PROMPT »
Every record must be copied exactly, from first line to last.
START TASK DATA
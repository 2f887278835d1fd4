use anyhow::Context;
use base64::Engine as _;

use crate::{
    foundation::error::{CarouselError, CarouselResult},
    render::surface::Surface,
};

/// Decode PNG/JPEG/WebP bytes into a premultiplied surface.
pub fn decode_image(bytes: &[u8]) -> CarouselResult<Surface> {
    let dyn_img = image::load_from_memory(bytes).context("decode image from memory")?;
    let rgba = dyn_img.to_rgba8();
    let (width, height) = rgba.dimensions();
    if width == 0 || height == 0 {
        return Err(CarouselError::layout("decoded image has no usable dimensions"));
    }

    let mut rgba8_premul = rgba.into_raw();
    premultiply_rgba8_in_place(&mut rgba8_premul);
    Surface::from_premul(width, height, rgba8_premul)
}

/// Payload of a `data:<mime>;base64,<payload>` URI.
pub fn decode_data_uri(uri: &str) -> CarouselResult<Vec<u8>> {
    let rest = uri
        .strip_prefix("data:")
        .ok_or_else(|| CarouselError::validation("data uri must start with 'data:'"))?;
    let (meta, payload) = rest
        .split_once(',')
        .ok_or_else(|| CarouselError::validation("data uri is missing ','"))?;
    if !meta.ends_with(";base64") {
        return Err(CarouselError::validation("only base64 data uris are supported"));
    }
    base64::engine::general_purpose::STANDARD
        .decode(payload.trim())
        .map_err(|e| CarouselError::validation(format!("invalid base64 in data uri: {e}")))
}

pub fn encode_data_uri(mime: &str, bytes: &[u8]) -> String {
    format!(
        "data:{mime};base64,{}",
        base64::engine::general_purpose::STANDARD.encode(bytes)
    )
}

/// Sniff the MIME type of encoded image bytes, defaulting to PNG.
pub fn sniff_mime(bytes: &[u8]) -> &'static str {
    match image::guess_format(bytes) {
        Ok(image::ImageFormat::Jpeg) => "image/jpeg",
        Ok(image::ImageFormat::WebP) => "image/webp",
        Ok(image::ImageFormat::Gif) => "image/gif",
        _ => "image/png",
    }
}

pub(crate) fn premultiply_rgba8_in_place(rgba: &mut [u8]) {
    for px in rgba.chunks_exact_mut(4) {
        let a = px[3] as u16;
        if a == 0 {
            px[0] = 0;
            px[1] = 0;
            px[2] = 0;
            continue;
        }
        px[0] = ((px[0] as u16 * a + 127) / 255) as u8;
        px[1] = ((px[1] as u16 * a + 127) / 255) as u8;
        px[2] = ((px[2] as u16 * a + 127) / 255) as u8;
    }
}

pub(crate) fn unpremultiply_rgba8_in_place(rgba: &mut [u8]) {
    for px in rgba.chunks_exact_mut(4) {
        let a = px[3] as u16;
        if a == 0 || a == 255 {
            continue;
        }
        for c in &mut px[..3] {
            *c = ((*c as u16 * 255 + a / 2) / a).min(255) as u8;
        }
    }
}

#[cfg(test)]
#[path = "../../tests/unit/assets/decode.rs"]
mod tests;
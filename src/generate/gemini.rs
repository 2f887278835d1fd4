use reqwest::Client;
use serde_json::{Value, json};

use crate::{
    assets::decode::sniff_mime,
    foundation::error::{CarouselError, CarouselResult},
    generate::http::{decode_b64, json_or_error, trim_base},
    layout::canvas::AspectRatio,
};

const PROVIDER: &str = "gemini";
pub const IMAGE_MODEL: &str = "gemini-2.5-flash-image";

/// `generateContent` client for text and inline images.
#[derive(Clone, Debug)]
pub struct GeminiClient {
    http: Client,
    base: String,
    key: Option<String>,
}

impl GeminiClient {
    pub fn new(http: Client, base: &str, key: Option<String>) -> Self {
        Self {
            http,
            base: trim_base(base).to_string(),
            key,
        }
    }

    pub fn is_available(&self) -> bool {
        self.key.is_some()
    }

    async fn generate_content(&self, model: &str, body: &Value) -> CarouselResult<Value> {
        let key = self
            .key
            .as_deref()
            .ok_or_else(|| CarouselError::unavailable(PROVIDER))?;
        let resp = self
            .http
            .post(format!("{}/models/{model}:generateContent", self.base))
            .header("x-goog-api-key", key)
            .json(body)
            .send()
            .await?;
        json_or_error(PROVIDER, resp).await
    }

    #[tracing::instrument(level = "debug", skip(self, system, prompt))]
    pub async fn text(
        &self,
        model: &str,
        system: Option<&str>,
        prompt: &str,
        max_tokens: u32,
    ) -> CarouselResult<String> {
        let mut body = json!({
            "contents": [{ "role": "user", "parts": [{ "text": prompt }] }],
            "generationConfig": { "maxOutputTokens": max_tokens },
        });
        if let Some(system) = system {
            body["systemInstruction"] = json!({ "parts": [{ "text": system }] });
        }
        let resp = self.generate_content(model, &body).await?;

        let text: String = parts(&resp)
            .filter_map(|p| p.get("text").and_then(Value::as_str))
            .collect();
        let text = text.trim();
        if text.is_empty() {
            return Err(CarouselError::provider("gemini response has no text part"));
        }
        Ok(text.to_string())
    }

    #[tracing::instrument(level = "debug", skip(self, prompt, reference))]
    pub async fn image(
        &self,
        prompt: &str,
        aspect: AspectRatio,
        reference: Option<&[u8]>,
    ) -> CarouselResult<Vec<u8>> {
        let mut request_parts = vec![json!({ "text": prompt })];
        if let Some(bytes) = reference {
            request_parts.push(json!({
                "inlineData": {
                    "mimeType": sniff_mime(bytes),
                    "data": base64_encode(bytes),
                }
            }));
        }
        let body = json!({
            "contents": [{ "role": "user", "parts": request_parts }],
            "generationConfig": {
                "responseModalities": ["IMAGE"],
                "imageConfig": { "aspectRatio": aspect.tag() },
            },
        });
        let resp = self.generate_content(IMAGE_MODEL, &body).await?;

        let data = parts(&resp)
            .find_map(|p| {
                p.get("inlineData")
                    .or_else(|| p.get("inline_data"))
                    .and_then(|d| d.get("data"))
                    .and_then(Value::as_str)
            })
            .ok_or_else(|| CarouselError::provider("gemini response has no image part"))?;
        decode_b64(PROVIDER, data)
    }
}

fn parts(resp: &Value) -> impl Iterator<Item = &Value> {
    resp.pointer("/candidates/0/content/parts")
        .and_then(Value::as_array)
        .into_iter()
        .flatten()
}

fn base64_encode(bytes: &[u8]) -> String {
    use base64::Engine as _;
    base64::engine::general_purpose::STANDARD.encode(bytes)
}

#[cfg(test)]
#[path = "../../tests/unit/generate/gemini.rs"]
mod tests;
END TASK DATA
COMPLETED EXERCISE »
repository 2f887278835d1fd4
use anyhow::Context;
use base64::Engine as _;

use crate::{
    foundation::error::{CarouselError, CarouselResult},
    render::surface::Surface,
};

/// Decode PNG/JPEG/WebP bytes into a premultiplied surface.
pub fn decode_image(bytes: &[u8]) -> CarouselResult<Surface> {
    let dyn_img = image::load_from_memory(bytes).context("decode image from memory")?;
    let rgba = dyn_img.to_rgba8();
    let (width, height) = rgba.dimensions();
    if width == 0 || height == 0 {
        return Err(CarouselError::layout("decoded image has no usable dimensions"));
    }

    let mut rgba8_premul = rgba.into_raw();
    premultiply_rgba8_in_place(&mut rgba8_premul);
    Surface::from_premul(width, height, rgba8_premul)
}

/// Payload of a `data:<mime>;base64,<payload>` URI.
pub fn decode_data_uri(uri: &str) -> CarouselResult<Vec<u8>> {
    let rest = uri
        .strip_prefix("data:")
        .ok_or_else(|| CarouselError::validation("data uri must start with 'data:'"))?;
    let (meta, payload) = rest
        .split_once(',')
        .ok_or_else(|| CarouselError::validation("data uri is missing ','"))?;
    if !meta.ends_with(";base64") {
        return Err(CarouselError::validation("only base64 data uris are supported"));
    }
    base64::engine::general_purpose::STANDARD
        .decode(payload.trim())
        .map_err(|e| CarouselError::validation(format!("invalid base64 in data uri: {e}")))
}

pub fn encode_data_uri(mime: &str, bytes: &[u8]) -> String {
    format!(
        "data:{mime};base64,{}",
        base64::engine::general_purpose::STANDARD.encode(bytes)
    )
}

/// Sniff the MIME type of encoded image bytes, defaulting to PNG.
pub fn sniff_mime(bytes: &[u8]) -> &'static str {
    match image::guess_format(bytes) {
        Ok(image::ImageFormat::Jpeg) => "image/jpeg",
        Ok(image::ImageFormat::WebP) => "image/webp",
        Ok(image::ImageFormat::Gif) => "image/gif",
        _ => "image/png",
    }
}

pub(crate) fn premultiply_rgba8_in_place(rgba: &mut [u8]) {
    for px in rgba.chunks_exact_mut(4) {
        let a = px[3] as u16;
        if a == 0 {
            px[0] = 0;
            px[1] = 0;
            px[2] = 0;
            continue;
        }
        px[0] = ((px[0] as u16 * a + 127) / 255) as u8;
        px[1] = ((px[1] as u16 * a + 127) / 255) as u8;
        px[2] = ((px[2] as u16 * a + 127) / 255) as u8;
    }
}

pub(crate) fn unpremultiply_rgba8_in_place(rgba: &mut [u8]) {
    for px in rgba.chunks_exact_mut(4) {
        let a = px[3] as u16;
        if a == 0 || a == 255 {
            continue;
        }
        for c in &mut px[..3] {
            *c = ((*c as u16 * 255 + a / 2) / a).min(255) as u8;
        }
    }
}

#[cfg(test)]
#[path = "../../tests/unit/assets/decode.rs"]
mod tests;
filename src/generate/gemini.rs
repository 2f887278835d1fd4
use reqwest::Client;
use serde_json::{Value, json};

use crate::{
    assets::decode::sniff_mime,
    foundation::error::{CarouselError, CarouselResult},
    generate::http::{decode_b64, json_or_error, trim_base},
    layout::canvas::AspectRatio,
};

const PROVIDER: &str = "gemini";
pub const IMAGE_MODEL: &str = "gemini-2.5-flash-image";

/// `generateContent` client for text and inline images.
#[derive(Clone, Debug)]
pub struct GeminiClient {
    http: Client,
    base: String,
    key: Option<String>,
}

impl GeminiClient {
    pub fn new(http: Client, base: &str, key: Option<String>) -> Self {
        Self {
            http,
            base: trim_base(base).to_string(),
            key,
        }
    }

    pub fn is_available(&self) -> bool {
        self.key.is_some()
    }

    async fn generate_content(&self, model: &str, body: &Value) -> CarouselResult<Value> {
        let key = self
            .key
            .as_deref()
            .ok_or_else(|| CarouselError::unavailable(PROVIDER))?;
        let resp = self
            .http
            .post(format!("{}/models/{model}:generateContent", self.base))
            .header("x-goog-api-key", key)
            .json(body)
            .send()
            .await?;
        json_or_error(PROVIDER, resp).await
    }

    #[tracing::instrument(level = "debug", skip(self, system, prompt))]
    pub async fn text(
        &self,
        model: &str,
        system: Option<&str>,
        prompt: &str,
        max_tokens: u32,
    ) -> CarouselResult<String> {
        let mut body = json!({
            "contents": [{ "role": "user", "parts": [{ "text": prompt }] }],
            "generationConfig": { "maxOutputTokens": max_tokens },
        });
        if let Some(system) = system {
            body["systemInstruction"] = json!({ "parts": [{ "text": system }] });
        }
        let resp = self.generate_content(model, &body).await?;

        let text: String = parts(&resp)
            .filter_map(|p| p.get("text").and_then(Value::as_str))
            .collect();
        let text = text.trim();
        if text.is_empty() {
            return Err(CarouselError::provider("gemini response has no text part"));
        }
        Ok(text.to_string())
    }

    #[tracing::instrument(level = "debug", skip(self, prompt, reference))]
    pub async fn image(
        &self,
        prompt: &str,
        aspect: AspectRatio,
        reference: Option<&[u8]>,
    ) -> CarouselResult<Vec<u8>> {
        let mut request_parts = vec![json!({ "text": prompt })];
        if let Some(bytes) = reference {
            request_parts.push(json!({
                "inlineData": {
                    "mimeType": sniff_mime(bytes),
                    "data": base64_encode(bytes),
                }
            }));
        }
        let body = json!({
            "contents": [{ "role": "user", "parts": request_parts }],
            "generationConfig": {
                "responseModalities": ["IMAGE"],
                "imageConfig": { "aspectRatio": aspect.tag() },
            },
        });
        let resp = self.generate_content(IMAGE_MODEL, &body).await?;

        let data = parts(&resp)
            .find_map(|p| {
                p.get("inlineData")
                    .or_else(|| p.get("inline_data"))
                    .and_then(|d| d.get("data"))
                    .and_then(Value::as_str)
            })
            .ok_or_else(|| CarouselError::provider("gemini response has no image part"))?;
        decode_b64(PROVIDER, data)
    }
}

fn parts(resp: &Value) -> impl Iterator<Item = &Value> {
    resp.pointer("/candidates/0/content/parts")
        .and_then(Value::as_array)
        .into_iter()
        .flatten()
}

fn base64_encode(bytes: &[u8]) -> String {
    use base64::Engine as _;
    base64::engine::general_purpose::STANDARD.encode(bytes)
}

#[cfg(test)]
#[path = "../../tests/unit/generate/gemini.rs"]
mod tests;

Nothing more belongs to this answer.